**WORK ITEM:** In the entries that follow, copy exactly each line from the first through the line with "StencilMask::new(params.stencil(), params.dx, params.dy)?;".

**EXERCISE MATERIAL:**
= = =
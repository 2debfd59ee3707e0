// src/solver.rs
//
// Time-stepping driver around the discretization core.
//
// One step:
//   1. C = M * A          (convolution, timed as `conv`)
//   2. B = A + dt D C     (Euler update, timed as `step`)
//   3. swap A <-> B, refresh boundary values on the new A
//
// The residual check (timed as `soln`) always sees a field with valid boundaries.

use std::mem;
use std::time::Instant;

use tracing::debug;

use crate::boundaries::{BoundaryValues, apply_boundary_conditions, apply_initial_conditions};
use crate::convolution::compute_convolution;
use crate::error::{DiffusionError, Result};
use crate::field::ScalarField2D;
use crate::integrator::step_in_time;
use crate::mask::StencilMask;
use crate::params::SimParams;
use crate::residual::check_solution;
use crate::tiling::ExecConfig;

/// Accumulated wall-clock seconds per phase.
#[derive(Debug, Clone, Copy, Default, PartialEq)]
pub struct Stopwatch {
    pub conv: f64,
    pub step: f64,
    pub file: f64,
    pub soln: f64,
}

impl Stopwatch {
    /// Run `f`, adding its wall time to `slot`.
    pub fn time<T>(slot: &mut f64, f: impl FnOnce() -> T) -> T {
        let start = Instant::now();
        let out = f();
        *slot += start.elapsed().as_secs_f64();
        out
    }
}

pub struct Simulation {
    pub params: SimParams,
    pub exec: ExecConfig,
    pub mask: StencilMask,
    pub dt: f64,
    pub elapsed: f64,
    pub step_index: usize,
    pub stopwatch: Stopwatch,
    current: ScalarField2D,
    next: ScalarField2D,
    lap: ScalarField2D,
}

impl Simulation {
    /// Validate parameters, build the mask and allocate all buffers with initial conditions applied.
    pub fn new(params: SimParams, exec: ExecConfig) -> Result<Self> {
        params.validate()?;
        let grid = params.grid()?;
        let mask = StencilMask::new(params.stencil(), params.dx, params.dy)?;
        let dt = params.time_step();

        let mut stopwatch = Stopwatch::default();
        let mut current = ScalarField2D::new(grid);
        Stopwatch::time(&mut stopwatch.step, || {
            apply_initial_conditions(&mut current, &params.boundaries)
        });
        let next = current.clone();
        let lap = ScalarField2D::new(grid);

        debug!(
            nx = grid.nx,
            ny = grid.ny,
            stencil = params.stencil().as_str(),
            radius = mask.radius(),
            dt,
            backend = exec.backend.as_str(),
            tile = exec.tile,
            "simulation initialised"
        );

        Ok(Self {
            params,
            exec,
            mask,
            dt,
            elapsed: 0.0,
            step_index: 0,
            stopwatch,
            current,
            next,
            lap,
        })
    }

    /// The field after the latest completed step.
    pub fn field(&self) -> &ScalarField2D {
        &self.current
    }

    /// The Laplacian computed during the latest step.
    pub fn laplacian(&self) -> &ScalarField2D {
        &self.lap
    }

    pub fn boundaries(&self) -> &BoundaryValues {
        &self.params.boundaries
    }

    /// Run an output task on the current field, charging its time to `file`.
    pub fn timed_output<T>(&mut self, f: impl FnOnce(&ScalarField2D) -> T) -> T {
        Stopwatch::time(&mut self.stopwatch.file, || f(&self.current))
    }

    /// Advance one explicit step.
    pub fn step(&mut self) -> Result<()> {
        let exec = self.exec;
        let sw = &mut self.stopwatch;

        Stopwatch::time(&mut sw.conv, || {
            compute_convolution(&self.current, &mut self.lap, &self.mask, &exec)
        })?;

        Stopwatch::time(&mut sw.step, || {
            step_in_time(
                &self.current,
                &mut self.next,
                &self.lap,
                self.params.diffusivity,
                self.dt,
                &mut self.elapsed,
                &exec,
            )?;
            mem::swap(&mut self.current, &mut self.next);
            apply_boundary_conditions(&mut self.current, &self.params.boundaries);
            Ok::<(), DiffusionError>(())
        })?;

        self.step_index += 1;
        Ok(())
    }

    /// Advance `n` steps.
    pub fn run(&mut self, n: usize) -> Result<()> {
        for _ in 0..n {
            self.step()?;
        }
        Ok(())
    }

    /// Mean squared residual against the analytical solution at the current time.
    pub fn check(&mut self) -> Result<f64> {
        let exec = self.exec;
        let rss = Stopwatch::time(&mut self.stopwatch.soln, || {
            check_solution(
                &self.current,
                self.elapsed,
                self.params.diffusivity,
                &self.params.boundaries,
                &exec,
            )
        })?;
        debug!(step = self.step_index, elapsed = self.elapsed, rss, "residual check");
        Ok(rss)
    }
}
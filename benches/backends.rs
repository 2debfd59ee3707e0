//! Criterion benchmarks of the three hot kernels per backend and tile size.

use criterion::{BenchmarkId, Criterion, black_box, criterion_group, criterion_main};
use diffusion_bench::boundaries::BoundaryValues;
use diffusion_bench::convolution::compute_convolution;
use diffusion_bench::field::ScalarField2D;
use diffusion_bench::integrator::step_in_time;
use diffusion_bench::mask::{Stencil, StencilMask};
use diffusion_bench::params::SimParams;
use diffusion_bench::residual::check_solution;
use diffusion_bench::solver::Simulation;
use diffusion_bench::tiling::{Backend, ExecConfig};

const SIZE: usize = 256;
const TILES: [usize; 3] = [8, 16, 64];

/// A field that has already diffused for a while, so every kernel sees
/// non-trivial data.
fn warmed_up() -> Simulation {
    let params = SimParams {
        nx: SIZE,
        ny: SIZE,
        ..SimParams::default()
    };
    let mut sim = Simulation::new(params, ExecConfig::default()).unwrap();
    sim.run(200).unwrap();
    sim
}

fn execs() -> Vec<ExecConfig> {
    Backend::ALL
        .iter()
        .flat_map(|&b| TILES.iter().map(move |&t| ExecConfig::new(b, t).unwrap()))
        .collect()
}

fn label(exec: &ExecConfig) -> String {
    format!("{}/{}", exec.backend.as_str(), exec.tile)
}

// ---------------------------------------------------------------------------
// Kernels
// ---------------------------------------------------------------------------

fn bench_convolution(c: &mut Criterion) {
    let sim = warmed_up();
    let a = sim.field().clone();
    let mut out = ScalarField2D::new(a.grid);
    let mut group = c.benchmark_group("convolution");

    for stencil in [Stencil::FivePoint, Stencil::NinePoint] {
        let mask = StencilMask::new(stencil, a.grid.dx, a.grid.dy).unwrap();
        for exec in execs() {
            let id = BenchmarkId::new(stencil.as_str(), label(&exec));
            group.bench_function(id, |b| {
                b.iter(|| compute_convolution(black_box(&a), &mut out, &mask, &exec).unwrap())
            });
        }
    }
    group.finish();
}

fn bench_step(c: &mut Criterion) {
    let sim = warmed_up();
    let a = sim.field().clone();
    let lap = sim.laplacian().clone();
    let mut b_field = a.clone();
    let (d, dt) = (sim.params.diffusivity, sim.dt);
    let mut group = c.benchmark_group("step_in_time");

    for exec in execs() {
        group.bench_function(label(&exec), |b| {
            let mut elapsed = 0.0;
            b.iter(|| step_in_time(black_box(&a), &mut b_field, &lap, d, dt, &mut elapsed, &exec).unwrap())
        });
    }
    group.finish();
}

fn bench_residual(c: &mut Criterion) {
    let sim = warmed_up();
    let a = sim.field().clone();
    let bc = BoundaryValues::default();
    let (d, t) = (sim.params.diffusivity, sim.elapsed);
    let mut group = c.benchmark_group("check_solution");

    for exec in execs() {
        group.bench_function(label(&exec), |b| {
            b.iter(|| check_solution(black_box(&a), t, d, &bc, &exec).unwrap())
        });
    }
    group.finish();
}

criterion_group!(benches, bench_convolution, bench_step, bench_residual);
criterion_main!(benches);
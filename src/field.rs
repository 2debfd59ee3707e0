// src/field.rs

use crate::error::{DiffusionError, Result};
use crate::grid::Grid2D;

/// Concentration field defined on a 2D grid, ghost layer included.
/// Stored row-major in one contiguous buffer with row stride `grid.nx`.
#[derive(Debug, Clone, PartialEq)]
pub struct ScalarField2D {
    pub grid: Grid2D,
    pub data: Vec<f64>,
}

impl ScalarField2D {
    /// Create a new field on the given grid, initialised to zero.
    pub fn new(grid: Grid2D) -> Self {
        Self::filled(grid, 0.0)
    }

    /// Create a new field with every cell (halo included) set to `value`.
    pub fn filled(grid: Grid2D, value: f64) -> Self {
        Self {
            grid,
            data: vec![value; grid.n_cells()],
        }
    }

    /// Set all cells to the same value.
    pub fn fill(&mut self, value: f64) {
        self.data.fill(value);
    }

    /// Get the flat index in `data` for grid indices (i, j).
    #[inline]
    pub fn idx(&self, i: usize, j: usize) -> usize {
        self.grid.idx(i, j)
    }

    #[inline]
    pub fn get(&self, i: usize, j: usize) -> f64 {
        self.data[self.idx(i, j)]
    }

    #[inline]
    pub fn set(&mut self, i: usize, j: usize, value: f64) {
        let k = self.idx(i, j);
        self.data[k] = value;
    }

    /// Row `j`, halo columns included.
    #[inline]
    pub fn row(&self, j: usize) -> &[f64] {
        let nx = self.grid.nx;
        &self.data[j * nx..(j + 1) * nx]
    }

    /// Fails unless `other` has the same extents and halo.
    pub fn ensure_same_shape(&self, other: &ScalarField2D) -> Result<()> {
        if self.grid.shape() != other.grid.shape() {
            return Err(DiffusionError::ShapeMismatch {
                expected: self.grid.shape(),
                actual: other.grid.shape(),
            });
        }
        Ok(())
    }

    /// Smallest and largest finite value over the interior, if any.
    pub fn interior_range(&self) -> Option<(f64, f64)> {
        let mut lo = f64::INFINITY;
        let mut hi = f64::NEG_INFINITY;
        for j in self.grid.rows() {
            for &v in &self.row(j)[self.grid.cols()] {
                if v.is_finite() {
                    lo = lo.min(v);
                    hi = hi.max(v);
                }
            }
        }
        (lo <= hi).then_some((lo, hi))
    }
}
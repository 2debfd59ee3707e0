// src/integrator.rs

use crate::error::Result;
use crate::field::ScalarField2D;
use crate::tiling::{ExecConfig, for_each_tile_mut};

/// Advance the field by one explicit Euler step:
///
/// B[j][i] = A[j][i] + dt * D * C[j][i]   (interior cells only)
///
/// `c` holds the Laplacian of `a`. `elapsed` is advanced by `dt`.
/// No stability check happens here; see `SimParams::check_time_step`.
pub fn step_in_time(
    a: &ScalarField2D,
    b: &mut ScalarField2D,
    c: &ScalarField2D,
    diffusivity: f64,
    dt: f64,
    elapsed: &mut f64,
    exec: &ExecConfig,
) -> Result<()> {
    a.ensure_same_shape(b)?;
    a.ensure_same_shape(c)?;

    let grid = a.grid;
    let rate = dt * diffusivity;
    for_each_tile_mut(exec, &grid, &mut b.data, |tile| {
        let cols = tile.cols.clone();
        for (j, out) in tile.rows_mut() {
            let old = &a.row(j)[cols.clone()];
            let lap = &c.row(j)[cols.clone()];
            for ((next, &u), &l) in out.iter_mut().zip(old).zip(lap) {
                *next = u + rate * l;
            }
        }
    });

    *elapsed += dt;
    Ok(())
}

#[cfg(test)]
mod tests {
    use super::*;
    use crate::error::DiffusionError;
    use crate::grid::Grid2D;

    fn noisy(g: Grid2D, seed: usize) -> ScalarField2D {
        let mut f = ScalarField2D::new(g);
        for (k, v) in f.data.iter_mut().enumerate() {
            *v = ((k + seed) as u64 * 2_654_435_761 % 1000) as f64 / 1000.0 - 0.5;
        }
        f
    }

    #[test]
    fn zero_diffusivity_leaves_field_unchanged() {
        let g = Grid2D::new(33, 29, 0.5, 0.5, 1).unwrap();
        let a = noisy(g, 1);
        let c = noisy(g, 2);
        for dt in [1e-6, 1.0, 1e6] {
            let mut b = ScalarField2D::new(g);
            let mut elapsed = 0.0;
            step_in_time(&a, &mut b, &c, 0.0, dt, &mut elapsed, &ExecConfig::default()).unwrap();
            for j in g.rows() {
                for i in g.cols() {
                    assert_eq!(b.get(i, j), a.get(i, j));
                }
            }
            assert_eq!(elapsed, dt);
        }
    }

    #[test]
    fn euler_update_and_halo_untouched() {
        let g = Grid2D::new(10, 12, 1.0, 1.0, 1).unwrap();
        let a = ScalarField2D::filled(g, 2.0);
        let c = ScalarField2D::filled(g, -4.0);
        let mut b = ScalarField2D::filled(g, 9.0);
        let mut elapsed = 3.0;
        step_in_time(&a, &mut b, &c, 0.25, 0.5, &mut elapsed, &ExecConfig::serial(3).unwrap()).unwrap();

        assert_eq!(b.get(1, 1), 2.0 - 0.5);
        assert_eq!(b.get(8, 10), 1.5);
        assert_eq!(b.get(0, 4), 9.0);
        assert_eq!(b.get(4, 11), 9.0);
        assert_eq!(elapsed, 3.5);
    }

    #[test]
    fn shape_mismatch_does_not_advance_time() {
        let a = ScalarField2D::new(Grid2D::new(10, 10, 1.0, 1.0, 1).unwrap());
        let c = ScalarField2D::new(Grid2D::new(10, 11, 1.0, 1.0, 1).unwrap());
        let mut b = a.clone();
        let mut elapsed = 0.0;
        let err = step_in_time(&a, &mut b, &c, 1.0, 0.1, &mut elapsed, &ExecConfig::default());
        assert!(matches!(err, Err(DiffusionError::ShapeMismatch { .. })));
        assert_eq!(elapsed, 0.0);
    }
}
= = =
**WORKED SOLUTION:**
repository 2debfd59ee3707e0
// src/solver.rs
//
// Time-stepping driver around the discretization core.
//
// One step:
//   1. C = M * A          (convolution, timed as `conv`)
//   2. B = A + dt D C     (Euler update, timed as `step`)
//   3. swap A <-> B, refresh boundary values on the new A
//
// The residual check (timed as `soln`) always sees a field with valid boundaries.

use std::mem;
use std::time::Instant;

use tracing::debug;

use crate::boundaries::{BoundaryValues, apply_boundary_conditions, apply_initial_conditions};
use crate::convolution::compute_convolution;
use crate::error::{DiffusionError, Result};
use crate::field::ScalarField2D;
use crate::integrator::step_in_time;
use crate::mask::StencilMask;
use crate::params::SimParams;
use crate::residual::check_solution;
use crate::tiling::ExecConfig;

/// Accumulated wall-clock seconds per phase.
#[derive(Debug, Clone, Copy, Default, PartialEq)]
pub struct Stopwatch {
    pub conv: f64,
    pub step: f64,
    pub file: f64,
    pub soln: f64,
}

impl Stopwatch {
    /// Run `f`, adding its wall time to `slot`.
    pub fn time<T>(slot: &mut f64, f: impl FnOnce() -> T) -> T {
        let start = Instant::now();
        let out = f();
        *slot += start.elapsed().as_secs_f64();
        out
    }
}

pub struct Simulation {
    pub params: SimParams,
    pub exec: ExecConfig,
    pub mask: StencilMask,
    pub dt: f64,
    pub elapsed: f64,
    pub step_index: usize,
    pub stopwatch: Stopwatch,
    current: ScalarField2D,
    next: ScalarField2D,
    lap: ScalarField2D,
}

impl Simulation {
    /// Validate parameters, build the mask and allocate all buffers with initial conditions applied.
    pub fn new(params: SimParams, exec: ExecConfig) -> Result<Self> {
        params.validate()?;
        let grid = params.grid()?;
        let mask = StencilMask::new(params.stencil(), params.dx, params.dy)?;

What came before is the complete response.